== RECORDS FOR THE EXERCISE

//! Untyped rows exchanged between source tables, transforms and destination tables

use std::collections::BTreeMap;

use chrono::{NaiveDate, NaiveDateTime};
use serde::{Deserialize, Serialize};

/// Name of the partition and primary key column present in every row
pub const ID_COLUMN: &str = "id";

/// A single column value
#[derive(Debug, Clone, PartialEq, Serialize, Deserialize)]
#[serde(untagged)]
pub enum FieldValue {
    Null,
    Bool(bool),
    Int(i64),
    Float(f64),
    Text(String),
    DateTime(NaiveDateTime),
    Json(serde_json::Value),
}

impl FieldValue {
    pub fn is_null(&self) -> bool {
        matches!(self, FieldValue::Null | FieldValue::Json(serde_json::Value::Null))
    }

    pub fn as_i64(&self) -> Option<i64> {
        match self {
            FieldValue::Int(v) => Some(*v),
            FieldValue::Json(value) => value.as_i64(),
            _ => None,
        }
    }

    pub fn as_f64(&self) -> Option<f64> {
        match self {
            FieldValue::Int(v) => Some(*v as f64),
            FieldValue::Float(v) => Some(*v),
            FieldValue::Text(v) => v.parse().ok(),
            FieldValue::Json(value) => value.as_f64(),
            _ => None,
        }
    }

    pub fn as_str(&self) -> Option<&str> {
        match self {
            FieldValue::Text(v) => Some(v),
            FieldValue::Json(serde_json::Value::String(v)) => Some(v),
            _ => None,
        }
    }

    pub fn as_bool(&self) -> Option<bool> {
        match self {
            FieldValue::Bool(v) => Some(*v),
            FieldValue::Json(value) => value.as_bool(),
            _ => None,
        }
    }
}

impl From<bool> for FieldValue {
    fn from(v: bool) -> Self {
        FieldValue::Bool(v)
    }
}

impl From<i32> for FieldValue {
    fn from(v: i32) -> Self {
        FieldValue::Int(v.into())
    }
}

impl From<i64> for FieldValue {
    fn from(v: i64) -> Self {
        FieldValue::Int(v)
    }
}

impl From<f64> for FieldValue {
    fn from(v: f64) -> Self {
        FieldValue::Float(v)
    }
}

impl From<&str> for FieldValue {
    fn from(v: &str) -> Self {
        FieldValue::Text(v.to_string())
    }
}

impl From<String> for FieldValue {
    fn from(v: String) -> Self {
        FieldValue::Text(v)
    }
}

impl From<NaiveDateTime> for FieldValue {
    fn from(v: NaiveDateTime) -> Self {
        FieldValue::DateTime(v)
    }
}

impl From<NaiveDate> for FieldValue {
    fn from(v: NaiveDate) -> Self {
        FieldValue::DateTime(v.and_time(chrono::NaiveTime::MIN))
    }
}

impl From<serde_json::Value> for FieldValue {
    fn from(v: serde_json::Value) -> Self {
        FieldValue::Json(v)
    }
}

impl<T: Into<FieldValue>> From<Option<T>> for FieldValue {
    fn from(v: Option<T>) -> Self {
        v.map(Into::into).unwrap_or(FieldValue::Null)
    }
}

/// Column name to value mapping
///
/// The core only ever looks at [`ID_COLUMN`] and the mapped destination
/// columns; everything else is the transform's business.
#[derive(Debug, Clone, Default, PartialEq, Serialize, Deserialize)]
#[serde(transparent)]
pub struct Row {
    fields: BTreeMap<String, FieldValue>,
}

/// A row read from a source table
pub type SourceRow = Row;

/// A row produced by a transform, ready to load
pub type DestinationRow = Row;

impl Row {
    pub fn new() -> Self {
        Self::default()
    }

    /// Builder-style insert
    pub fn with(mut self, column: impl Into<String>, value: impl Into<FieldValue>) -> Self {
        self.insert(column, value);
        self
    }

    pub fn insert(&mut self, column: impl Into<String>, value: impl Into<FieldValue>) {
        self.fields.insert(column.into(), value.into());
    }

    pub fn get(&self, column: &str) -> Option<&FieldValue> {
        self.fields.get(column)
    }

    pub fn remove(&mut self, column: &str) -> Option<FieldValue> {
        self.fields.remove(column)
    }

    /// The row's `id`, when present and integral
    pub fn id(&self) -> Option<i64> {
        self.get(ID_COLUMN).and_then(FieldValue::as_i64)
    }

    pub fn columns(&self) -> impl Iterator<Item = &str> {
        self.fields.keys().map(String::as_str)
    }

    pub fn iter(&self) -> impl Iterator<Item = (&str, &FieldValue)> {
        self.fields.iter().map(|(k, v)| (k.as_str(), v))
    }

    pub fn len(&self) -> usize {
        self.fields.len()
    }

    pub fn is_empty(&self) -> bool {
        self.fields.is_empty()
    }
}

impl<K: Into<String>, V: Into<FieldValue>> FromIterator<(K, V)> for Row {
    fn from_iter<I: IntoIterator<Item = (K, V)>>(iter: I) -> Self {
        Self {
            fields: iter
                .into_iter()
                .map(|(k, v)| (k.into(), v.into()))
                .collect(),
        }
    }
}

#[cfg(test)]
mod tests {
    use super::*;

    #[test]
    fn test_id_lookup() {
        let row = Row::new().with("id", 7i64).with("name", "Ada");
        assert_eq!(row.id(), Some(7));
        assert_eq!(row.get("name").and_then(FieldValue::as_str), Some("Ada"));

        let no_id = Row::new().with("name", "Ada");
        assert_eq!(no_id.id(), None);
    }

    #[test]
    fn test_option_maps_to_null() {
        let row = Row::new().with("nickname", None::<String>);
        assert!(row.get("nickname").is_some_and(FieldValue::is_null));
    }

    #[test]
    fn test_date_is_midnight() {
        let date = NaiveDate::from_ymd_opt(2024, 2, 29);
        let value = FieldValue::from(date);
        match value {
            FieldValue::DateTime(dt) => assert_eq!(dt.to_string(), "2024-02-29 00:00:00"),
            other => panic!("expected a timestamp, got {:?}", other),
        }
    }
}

====
== RECORDS FOR THE EXERCISE

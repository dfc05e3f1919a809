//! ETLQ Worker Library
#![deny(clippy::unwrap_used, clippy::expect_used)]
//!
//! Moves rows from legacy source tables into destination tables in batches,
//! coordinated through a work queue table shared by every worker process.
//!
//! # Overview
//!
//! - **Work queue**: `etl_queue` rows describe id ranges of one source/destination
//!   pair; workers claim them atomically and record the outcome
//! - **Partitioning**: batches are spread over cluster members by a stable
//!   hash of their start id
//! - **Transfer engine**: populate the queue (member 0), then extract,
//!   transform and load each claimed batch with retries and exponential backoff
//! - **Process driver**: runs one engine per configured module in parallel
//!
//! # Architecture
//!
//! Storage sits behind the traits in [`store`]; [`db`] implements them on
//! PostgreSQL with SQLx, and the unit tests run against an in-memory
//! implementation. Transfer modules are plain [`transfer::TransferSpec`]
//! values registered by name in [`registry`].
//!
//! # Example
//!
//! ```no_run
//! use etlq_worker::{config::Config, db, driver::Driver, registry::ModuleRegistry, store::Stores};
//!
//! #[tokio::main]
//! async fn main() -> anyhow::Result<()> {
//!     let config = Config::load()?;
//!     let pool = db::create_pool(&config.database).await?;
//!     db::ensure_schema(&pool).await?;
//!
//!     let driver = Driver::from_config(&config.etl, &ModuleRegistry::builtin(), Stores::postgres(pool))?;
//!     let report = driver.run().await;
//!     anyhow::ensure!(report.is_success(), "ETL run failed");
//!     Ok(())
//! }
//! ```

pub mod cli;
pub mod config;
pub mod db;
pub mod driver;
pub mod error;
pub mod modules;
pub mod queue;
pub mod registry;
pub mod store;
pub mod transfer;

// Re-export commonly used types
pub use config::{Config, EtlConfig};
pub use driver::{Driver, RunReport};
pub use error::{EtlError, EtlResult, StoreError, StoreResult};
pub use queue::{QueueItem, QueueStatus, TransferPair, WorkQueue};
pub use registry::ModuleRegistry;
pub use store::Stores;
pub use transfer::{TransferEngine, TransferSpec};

====
== RECORDS FOR THE EXERCISE

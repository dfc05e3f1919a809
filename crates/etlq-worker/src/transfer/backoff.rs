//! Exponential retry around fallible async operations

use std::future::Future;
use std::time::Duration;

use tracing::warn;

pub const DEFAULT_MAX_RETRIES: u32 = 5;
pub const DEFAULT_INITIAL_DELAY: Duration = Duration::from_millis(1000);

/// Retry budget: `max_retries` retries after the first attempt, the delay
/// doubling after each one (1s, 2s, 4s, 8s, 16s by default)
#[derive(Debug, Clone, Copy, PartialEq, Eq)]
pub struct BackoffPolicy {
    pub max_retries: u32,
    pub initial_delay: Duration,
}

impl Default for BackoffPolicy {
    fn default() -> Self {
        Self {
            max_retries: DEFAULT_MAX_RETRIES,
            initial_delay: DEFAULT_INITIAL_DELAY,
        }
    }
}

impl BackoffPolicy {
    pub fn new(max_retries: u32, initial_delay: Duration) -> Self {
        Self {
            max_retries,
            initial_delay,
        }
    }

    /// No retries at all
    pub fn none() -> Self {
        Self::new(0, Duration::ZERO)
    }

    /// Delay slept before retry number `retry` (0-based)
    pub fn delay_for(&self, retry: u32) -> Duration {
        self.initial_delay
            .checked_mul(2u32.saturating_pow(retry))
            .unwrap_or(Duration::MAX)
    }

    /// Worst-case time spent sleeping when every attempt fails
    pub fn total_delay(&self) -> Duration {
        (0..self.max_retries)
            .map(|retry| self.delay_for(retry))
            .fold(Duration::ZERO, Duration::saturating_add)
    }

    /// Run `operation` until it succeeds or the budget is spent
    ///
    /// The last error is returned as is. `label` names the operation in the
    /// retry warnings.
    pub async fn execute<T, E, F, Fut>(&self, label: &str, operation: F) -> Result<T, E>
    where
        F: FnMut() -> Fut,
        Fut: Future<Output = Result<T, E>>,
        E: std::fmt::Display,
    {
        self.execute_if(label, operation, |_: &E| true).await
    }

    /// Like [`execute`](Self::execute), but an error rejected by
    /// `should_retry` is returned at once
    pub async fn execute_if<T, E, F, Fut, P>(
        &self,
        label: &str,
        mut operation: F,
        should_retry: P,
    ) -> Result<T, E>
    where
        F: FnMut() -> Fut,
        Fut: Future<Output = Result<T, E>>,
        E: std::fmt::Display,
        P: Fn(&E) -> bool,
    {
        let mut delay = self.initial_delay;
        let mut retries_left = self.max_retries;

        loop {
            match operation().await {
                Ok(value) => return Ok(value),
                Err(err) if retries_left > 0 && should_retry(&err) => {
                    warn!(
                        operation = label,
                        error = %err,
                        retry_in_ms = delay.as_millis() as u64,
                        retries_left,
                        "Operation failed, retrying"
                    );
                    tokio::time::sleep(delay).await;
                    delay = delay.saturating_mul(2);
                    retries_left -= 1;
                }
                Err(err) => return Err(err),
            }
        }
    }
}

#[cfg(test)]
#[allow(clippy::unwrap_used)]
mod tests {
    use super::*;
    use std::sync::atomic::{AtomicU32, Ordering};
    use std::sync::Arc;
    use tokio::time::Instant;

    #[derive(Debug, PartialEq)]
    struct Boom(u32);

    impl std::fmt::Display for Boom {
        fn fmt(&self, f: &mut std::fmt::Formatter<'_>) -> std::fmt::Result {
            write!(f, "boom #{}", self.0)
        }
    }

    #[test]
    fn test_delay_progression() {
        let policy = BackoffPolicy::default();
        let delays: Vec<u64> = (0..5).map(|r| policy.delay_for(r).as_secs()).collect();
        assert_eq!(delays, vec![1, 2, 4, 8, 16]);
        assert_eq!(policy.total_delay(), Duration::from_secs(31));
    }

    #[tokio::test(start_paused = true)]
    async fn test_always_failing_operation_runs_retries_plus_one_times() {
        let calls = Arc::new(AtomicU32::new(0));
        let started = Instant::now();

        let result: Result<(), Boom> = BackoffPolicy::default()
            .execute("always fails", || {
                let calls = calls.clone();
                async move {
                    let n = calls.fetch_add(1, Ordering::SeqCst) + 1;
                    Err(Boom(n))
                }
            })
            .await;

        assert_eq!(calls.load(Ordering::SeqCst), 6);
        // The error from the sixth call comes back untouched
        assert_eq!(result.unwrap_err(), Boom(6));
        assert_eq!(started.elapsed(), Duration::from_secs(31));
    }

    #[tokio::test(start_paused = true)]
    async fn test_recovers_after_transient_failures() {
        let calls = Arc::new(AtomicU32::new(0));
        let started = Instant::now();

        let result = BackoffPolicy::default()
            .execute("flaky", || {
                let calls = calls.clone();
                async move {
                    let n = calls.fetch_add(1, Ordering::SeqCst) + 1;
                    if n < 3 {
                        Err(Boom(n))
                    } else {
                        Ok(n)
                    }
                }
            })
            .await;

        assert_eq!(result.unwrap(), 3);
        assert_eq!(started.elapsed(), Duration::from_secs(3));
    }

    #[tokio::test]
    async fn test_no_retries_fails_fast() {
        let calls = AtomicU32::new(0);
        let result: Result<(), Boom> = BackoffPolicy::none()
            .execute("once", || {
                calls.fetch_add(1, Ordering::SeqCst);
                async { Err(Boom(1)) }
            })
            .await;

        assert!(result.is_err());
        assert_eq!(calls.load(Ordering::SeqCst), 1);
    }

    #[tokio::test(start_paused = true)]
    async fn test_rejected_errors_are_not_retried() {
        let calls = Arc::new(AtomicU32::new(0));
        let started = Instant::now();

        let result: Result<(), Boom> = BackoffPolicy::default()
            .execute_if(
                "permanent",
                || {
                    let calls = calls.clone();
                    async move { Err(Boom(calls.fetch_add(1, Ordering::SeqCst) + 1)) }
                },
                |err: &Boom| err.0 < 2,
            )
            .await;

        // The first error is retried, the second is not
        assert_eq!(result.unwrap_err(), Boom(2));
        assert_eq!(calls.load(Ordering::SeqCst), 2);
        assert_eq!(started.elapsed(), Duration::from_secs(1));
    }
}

====

### ASSIGNED TASK
For every line of the entries holding the string "Serialize", add one to a tally; give the final figure only.

### FINISHED TASK
3